In one embodiment, the selection module <NUM> is responsible for selecting, from received interrupts, an interrupt to be sent to the arbitration module <NUM> for arbitration. Specifically, the selection module <NUM> selects one of a plurality of interrupt segments one by one, and sends an interrupt in the selected interrupt segment to the arbitration module <NUM> for arbitration.

Each arbitration performed by the arbitration module <NUM> on an interrupt segment is called a round of arbitration. In each round of arbitration, the arbitration module <NUM> identifies, through arbitration, an interrupt with the highest priority in the interrupt segment as an intermediate arbitration resull. According to this embodiment of the present invention, the arbitration module <NUM> identifies, through arbitration from the interrupt selected by the selection module <NUM> and an intermediate arbitration result of a previous round of arbitration, an interrupt with the highest priority as an intermediate arbitration result of this round of arbitration. The arbitration module <NUM> completes the last round of arbitration when the arbitration module <NUM> performs arbitration on interrupts in the last interrupt segment selected by the selection module <NUM> and uses a result of the last round of arbitration as the to-be-responded-to interrupt.

It should be noted that a quantity of interrupts illustrated in <FIG> and a quantity of input/output signals of a selector used for multi-channel selection that is deployed in the selection module <NUM> and the arbitration module <NUM> are merely examples. This embodiment of the present invention is not limited thereto. An implementation of the selector used for multi-channel selection is not limited in this embodiment of the present invention.

In addition, the priority arbitration unit <NUM> identifies, through arbitration based on preconfigured configuration information of the interrupts, an interrupt with the highest priority. The configuration information includes one or more the following information: interrupt priority, interrupt processing state, and interrupt enable.

Optionally, the interrupt controller <NUM> further includes an interrupt configuration unit <NUM> adapted to store the configuration information of the interrupts. As illustrated in <FIG>, the interrupt configuration unit <NUM> is coupled to the sampling unit <NUM>. The interrupt configuration unit <NUM> stores the configuration information (including interrupt priority, interrupt processing state, and interrupt enable) of the interrupts. Depending on a status of processing by the processor, an interrupt has a plurality of processing states, including an interrupt pending (pending) state and an interrupt active (active) state.
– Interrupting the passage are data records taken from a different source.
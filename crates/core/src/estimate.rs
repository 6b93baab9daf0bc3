//! Price estimation.
//!
//! Min/avg/max are a pure function of the car attributes and the valuation
//! year. Only the days-to-sell figure is drawn from a random source, which
//! is injected so tests can pin the seed.

use std::sync::Mutex;

use rand::rngs::StdRng;
use rand::{Rng, SeedableRng};
use rust_decimal::{Decimal, RoundingStrategy};
use serde::{Deserialize, Serialize};

use crate::domain::car::CarAttributes;

/// Inclusive bounds of the days-to-sell draw.
pub const DAYS_TO_SELL_RANGE: (u32, u32) = (10, 30);

#[derive(Clone, Debug, PartialEq, Eq, Serialize, Deserialize)]
pub struct PriceEstimate {
    pub min_price: Decimal,
    pub average_price: Decimal,
    pub max_price: Decimal,
    pub days_to_sell: u32,
}

pub trait PriceEstimator: Send + Sync {
    fn estimate(&self, attrs: &CarAttributes, as_of_year: i32) -> PriceEstimate;
}

/// Linear-depreciation market estimator. A brand-new car starts at a 40000
/// base, loses 1500 per model year of age and 1 per thousand kilometers.
/// Very old or very high-mileage cars can push the base negative; the
/// figure is surfaced unmodified.
pub struct MarketEstimator {
    rng: Mutex<StdRng>,
}

impl MarketEstimator {
    pub fn new() -> Self {
        Self { rng: Mutex::new(StdRng::from_entropy()) }
    }

    pub fn with_seed(seed: u64) -> Self {
        Self { rng: Mutex::new(StdRng::seed_from_u64(seed)) }
    }
}

impl Default for MarketEstimator {
    fn default() -> Self {
        Self::new()
    }
}

impl PriceEstimator for MarketEstimator {
    fn estimate(&self, attrs: &CarAttributes, as_of_year: i32) -> PriceEstimate {
        let mut rng = self.rng.lock().unwrap_or_else(std::sync::PoisonError::into_inner);
        estimate_with_rng(attrs, as_of_year, &mut *rng)
    }
}

/// The estimate computation against an explicit random source.
pub fn estimate_with_rng(
    attrs: &CarAttributes,
    as_of_year: i32,
    rng: &mut impl Rng,
) -> PriceEstimate {
    let base = base_price(attrs, as_of_year);
    let (days_min, days_max) = DAYS_TO_SELL_RANGE;

    PriceEstimate {
        min_price: round_to_hundred(base * Decimal::new(85, 2)),
        average_price: round_to_hundred(base),
        max_price: round_to_hundred(base * Decimal::new(115, 2)),
        days_to_sell: rng.gen_range(days_min..=days_max),
    }
}

fn base_price(attrs: &CarAttributes, as_of_year: i32) -> Decimal {
    let age = Decimal::from(as_of_year - attrs.year);
    Decimal::from(40_000) - age * Decimal::from(1_500)
        - Decimal::from(attrs.mileage_km) / Decimal::from(1_000)
}

fn round_to_hundred(value: Decimal) -> Decimal {
    let hundred = Decimal::from(100);
    (value / hundred).round_dp_with_strategy(0, RoundingStrategy::MidpointAwayFromZero) * hundred
}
The interrupt pending (pending) state indicates that the interrupt is generated by the interrupt source <NUM> and received by the sampling unit <NUM>, but not responded to and processed by the processor core <NUM>. The interrupt active (active) state indicates that the interrupt is not only received by the sampling unit <NUM>, but also processed by the processor core <NUM>, but the processing is not complete yet. This includes not only a case of being processed by the processor core <NUM>, but also a case of execution suspension due to interrupt nesting that causes the processor core <NUM> to execute an interrupt with a higher priority.

Interrupt nesting refers to that when the processor core <NUM> is processing an interrupt with a lower priority, the processor core <NUM> receives a new interrupt with a higher priority. In this case, the processor core <NUM> needs to suspend the processing of the interrupt with a lower priority, store a site of the interrupt (including a program counter PC), push the content of related registers to a corresponding stack, and start to execute processing corresponding to the interrupt with a higher priority. In this way, interrupt nesting is generated. When interrupt nesting has a relatively large quantity of layers, a large quantity of resources of the processor may be consumed because information about a relatively large quantity of interrupts needs to be stored.
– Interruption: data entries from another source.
use rust_decimal::Decimal;
use sayara_assistant::PromptLibrary;
use sayara_core::catalog::{CatalogProvider, InMemoryCatalog};
use sayara_core::config::{AppConfig, LoadOptions};
use sayara_core::domain::insight::MarketInsightQuery;
use sayara_core::domain::negotiation::{NegotiationRequest, NegotiationRole};
use sayara_core::listings::ListingStore;
use serde::Serialize;

#[derive(Clone, Copy, Debug, PartialEq, Eq, Serialize)]
#[serde(rename_all = "snake_case")]
enum CheckStatus {
    Pass,
    Fail,
}

#[derive(Debug, Serialize)]
struct DoctorCheck {
    name: &'static str,
    status: CheckStatus,
    details: String,
}

#[derive(Debug, Serialize)]
struct DoctorReport {
    overall_status: CheckStatus,
    summary: String,
    checks: Vec<DoctorCheck>,
}

pub fn run(json_output: bool) -> String {
    let report = build_report();

    if json_output {
        return serde_json::to_string_pretty(&report).unwrap_or_else(|error| {
            format!(
                "{{\"overall_status\":\"fail\",\"summary\":\"doctor serialization failed\",\"error\":\"{}\"}}",
                error.to_string().replace('"', "\\\"")
            )
        });
    }

    render_human(&report)
}

fn build_report() -> DoctorReport {
    let checks = vec![check_config(), check_catalog_integrity(), check_prompt_templates()];

    let all_pass = checks.iter().all(|check| check.status == CheckStatus::Pass);
    let overall_status = if all_pass { CheckStatus::Pass } else { CheckStatus::Fail };
    let summary = if all_pass {
        "doctor: all readiness checks passed".to_string()
    } else {
        "doctor: one or more readiness checks failed".to_string()
    };

    DoctorReport { overall_status, summary, checks }
}

fn check_config() -> DoctorCheck {
    match AppConfig::load(LoadOptions::default()) {
        Ok(_) => DoctorCheck {
            name: "config_validation",
            status: CheckStatus::Pass,
            details: "configuration loaded and validated".to_string(),
        },
        Err(error) => DoctorCheck {
            name: "config_validation",
            status: CheckStatus::Fail,
            details: error.to_string(),
        },
    }
}

fn check_catalog_integrity() -> DoctorCheck {
    let catalog = InMemoryCatalog::seeded();
    let listings = ListingStore::seeded();

    let mut problems = Vec::new();
    if catalog.brands().is_empty() {
        problems.push("catalog has no brands".to_string());
    }
    for brand in catalog.brands() {
        for model in &brand.models {
            if model.trims.is_empty() {
                problems.push(format!("model `{}/{}` has no trims", brand.id, model.id));
            }
        }
    }

    let mut ids = listings.all().iter().map(|listing| listing.id.as_str()).collect::<Vec<_>>();
    let total = ids.len();
    ids.sort_unstable();
    ids.dedup();
    if ids.len() != total {
        problems.push("listing ids are not unique".to_string());
    }

    if problems.is_empty() {
        DoctorCheck {
            name: "catalog_integrity",
            status: CheckStatus::Pass,
            details: format!("{} brands, {} listings", catalog.brands().len(), total),
        }
    } else {
        DoctorCheck {
            name: "catalog_integrity",
            status: CheckStatus::Fail,
            details: problems.join("; "),
        }
    }
}

fn check_prompt_templates() -> DoctorCheck {
    let prompts = match PromptLibrary::new() {
        Ok(prompts) => prompts,
        Err(error) => {
            return DoctorCheck {
                name: "prompt_templates",
                status: CheckStatus::Fail,
                details: format!("templates failed to compile: {error}"),
            };
        }
    };

    let request = NegotiationRequest {
        car_description: "2020 Toyota Camry XSE, 60000 km".to_string(),
        role: NegotiationRole::Buyer,
        initial_price: Decimal::from(24_000),
        target_price: Decimal::from(22_000),
        minimum_acceptable_price: None,
        buyer_budget: Some(Decimal::from(23_000)),
        history: Vec::new(),
    };
    let query = MarketInsightQuery {
        brand: "Toyota".to_string(),
        model: "Camry".to_string(),
        trim: "XSE".to_string(),
        location: "Baghdad".to_string(),
    };

    let negotiation = prompts.render_negotiation(&request);
    let insight = prompts.render_market_insight(&query);

    match (negotiation, insight) {
        (Ok(_), Ok(_)) => DoctorCheck {
            name: "prompt_templates",
            status: CheckStatus::Pass,
            details: "negotiation and market insight templates render".to_string(),
        },
        (negotiation, insight) => {
            let mut problems = Vec::new();
            if let Err(error) = negotiation {
                problems.push(format!("negotiation: {error}"));
            }
            if let Err(error) = insight {
                problems.push(format!("market_insight: {error}"));
            }
            DoctorCheck {
                name: "prompt_templates",
                status: CheckStatus::Fail,
                details: problems.join("; "),
            }
        }
    }
}

fn render_human(report: &DoctorReport) -> String {
    let mut lines = Vec::new();
    lines.push(report.summary.clone());

    for check in &report.checks {
        let marker = match check.status {
            CheckStatus::Pass => "ok",
            CheckStatus::Fail => "fail",
        };
        lines.push(format!("[{marker}] {}: {}", check.name, check.details));
    }

    lines.join("\n")
}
According to one embodiment, the interrupt configuration unit <NUM> can use registers to store the configuration information of the interrupts and modify states of the interrupts by changing values of corresponding locations of these registers.

Optionally, the interrupt configuration unit <NUM> further stores an enable bit of each interrupt to instruct whether to adopt and process the interrupt. The sampling unit <NUM> can determine whether to adopt the interrupt based on a value of the enable bit of the interrupt.

The interrupt controller <NUM> further includes an arbitration iteration control unit <NUM>. Still as illustrated in <FIG>, the arbitration iteration control unit <NUM> is coupled to the priority arbitration unit <NUM> and is adapted to control the priority arbitration unit <NUM> to perform arbitration on the received various interrupts and complete the arbitration after all the interrupts are traversed.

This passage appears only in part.